# License or permit needed



## sassy (Nov 29, 2013)

Does anyone know if you need a license or permit to sell wild game you incubate in New York? I have searched the net can't seem to find any website. Anyone know? 


Sent from my iPhone using Goat Forum


----------



## sassy (Nov 29, 2013)

Wow. No answer. Guess nobody knows ;-( 


Sent from my iPhone using Goat Forum


----------



## Chadwick (Jan 24, 2014)

That sounds like a local ag extension question, google your county and agriculture extension , you should find it easily


----------



## ciwheeles (Apr 5, 2013)

Agreed ^

I would just look up your county or state extension and ask them. It's hard for people to say on here because the rules probably vary from area to area. And everyone lives in different places.


----------



## ksalvagno (Oct 6, 2009)

I bet you can only sell stuff that is USDA inspected.


----------



## NyGoatMom (Jan 26, 2013)

Sorry,not sure. I don't do wild game only domesticated stock. Here is the e-mail of the man I contacted for poultry regs...
[email protected]

Here is the website
http://www.agriculture.ny.gov/AI/AIpoultry.html


----------



## mjs500doo (Nov 24, 2012)

In WI you do. Normally most states require a permit of some sort. Especially because most of the wild species you can raise are native to the US.


----------



## sassy (Nov 29, 2013)

Thank you all for responding. Special thanks to nygoatmom for the website . My sister is on a chicken forum and noone new so I said I'll ask the goat ppl. They seem to always know. Lol Thanks!!!! 


Sent from my iPhone using Goat Forum


----------



## GroundGoats (Sep 17, 2013)

Do you need a permit to raise the wild game you plan on selling?
And usually you only need a permit to buy and possess the game.
Is this quail? Or pheasant of some type?
With quail, some states do require a sale permit, but it may be combined with your breeder permit, if that is require. NY might only require a possession permit, I don't know for sure.
You should be able to find bylaws regarding raising/selling wild game on your states government website. It would probably be in the fish & game section, under possession. 
I'll try to find it for you.


----------



## GroundGoats (Sep 17, 2013)

Here ya go!

http://www.dec.ny.gov/permits/25010.html


----------



## sassy (Nov 29, 2013)

Thank you so much. It's for peasant and turkey. I will pass this on to my sister. 


Sent from my iPhone using Goat Forum


----------



## GroundGoats (Sep 17, 2013)

The seller permit is possibly prohibitively expensive.
Because of precedence regarding other laws that restrict sales of a product, your sister can give birds away in exchange for a donation for operating costs of her aviary. 

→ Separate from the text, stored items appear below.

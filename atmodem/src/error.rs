//! Error types for atmodem.
//!
//! Transaction-level failures (timeouts, I/O errors, `ERROR` replies) never
//! show up here: they are folded into an error [`Response`](crate::channel::Response).
//! These types cover what is left: raw writes, driver resolution and driver
//! initialization.

use std::io;
use thiserror::Error;

/// Main error type for atmodem operations.
#[derive(Error, Debug)]
pub enum Error {
    /// Byte channel errors
    #[error("Channel error: {0}")]
    Channel(#[from] ChannelError),

    /// Driver registry errors
    #[error("Registry error: {0}")]
    Registry(#[from] RegistryError),

    /// Modem driver errors
    #[error("Driver error: {0}")]
    Driver(#[from] DriverError),
}

/// Byte channel errors.
#[derive(Error, Debug)]
pub enum ChannelError {
    /// The channel has no readable/writable stream.
    #[error("Port not open")]
    Unavailable,

    /// I/O error while reading or writing
    #[error("I/O error: {0}")]
    Io(#[from] io::Error),
}

/// Driver registry errors (model detection and lookup).
#[derive(Error, Debug)]
pub enum RegistryError {
    /// The identification response had no model line.
    #[error("Could not determine modem model from identification response: {lines:?}")]
    UnresolvableModel { lines: Vec<String> },

    /// A model line was found but no registered key matches it.
    #[error("No driver registered for modem model '{model}'")]
    NoDriverRegistered { model: String },

    /// A probe step did not end with `OK`.
    #[error("Modem did not respond to {command}: {response}")]
    ProbeFailed { command: String, response: String },
}

/// Modem driver errors.
#[derive(Error, Debug)]
pub enum DriverError {
    /// A mandatory initialization command failed.
    #[error("Initialization failed ({command}): {response}")]
    InitializationFailed { command: String, response: String },
}

/// Result type alias using atmodem's Error.
pub type Result<T> = std::result::Result<T, Error>;

#[cfg(test)]
mod tests {
    use super::*;

    #[test]
    fn test_unavailable_display() {
        let err: Error = ChannelError::Unavailable.into();
        assert_eq!(err.to_string(), "Channel error: Port not open");
    }

    #[test]
    fn test_io_from() {
        let io_err = io::Error::new(io::ErrorKind::BrokenPipe, "pipe broken");
        let err: ChannelError = io_err.into();
        assert!(matches!(err, ChannelError::Io(_)));
        assert!(err.to_string().contains("pipe broken"));
    }

    #[test]
    fn test_registry_display() {
        let err = RegistryError::NoDriverRegistered {
            model: "HUAWEI E3372".into(),
        };
        assert_eq!(
            err.to_string(),
            "No driver registered for modem model 'HUAWEI E3372'"
        );

        let err = RegistryError::ProbeFailed {
            command: "ATI".into(),
            response: "ERROR".into(),
        };
        assert_eq!(err.to_string(), "Modem did not respond to ATI: ERROR");
    }

    #[test]
    fn test_error_is_send_sync() {
        fn assert_send_sync<T: Send + Sync>() {}
        assert_send_sync::<Error>();
    }
}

She still needs the less expensive breeder/possessor permit though, but if she doesn't make more than $200 annually off her birds, then it's kind of not worth her time to actively sell game birds for profit. She could just accept donations. Like how PBS gives out gifts in exchange for donations. 

If she is making a large profit, I don't think she'll get away with using the loophole though. Game laws are very strict for a reason.


----------



## TDG-Farms (Jul 12, 2013)

Will have an easier time if they are not an invasive species


----------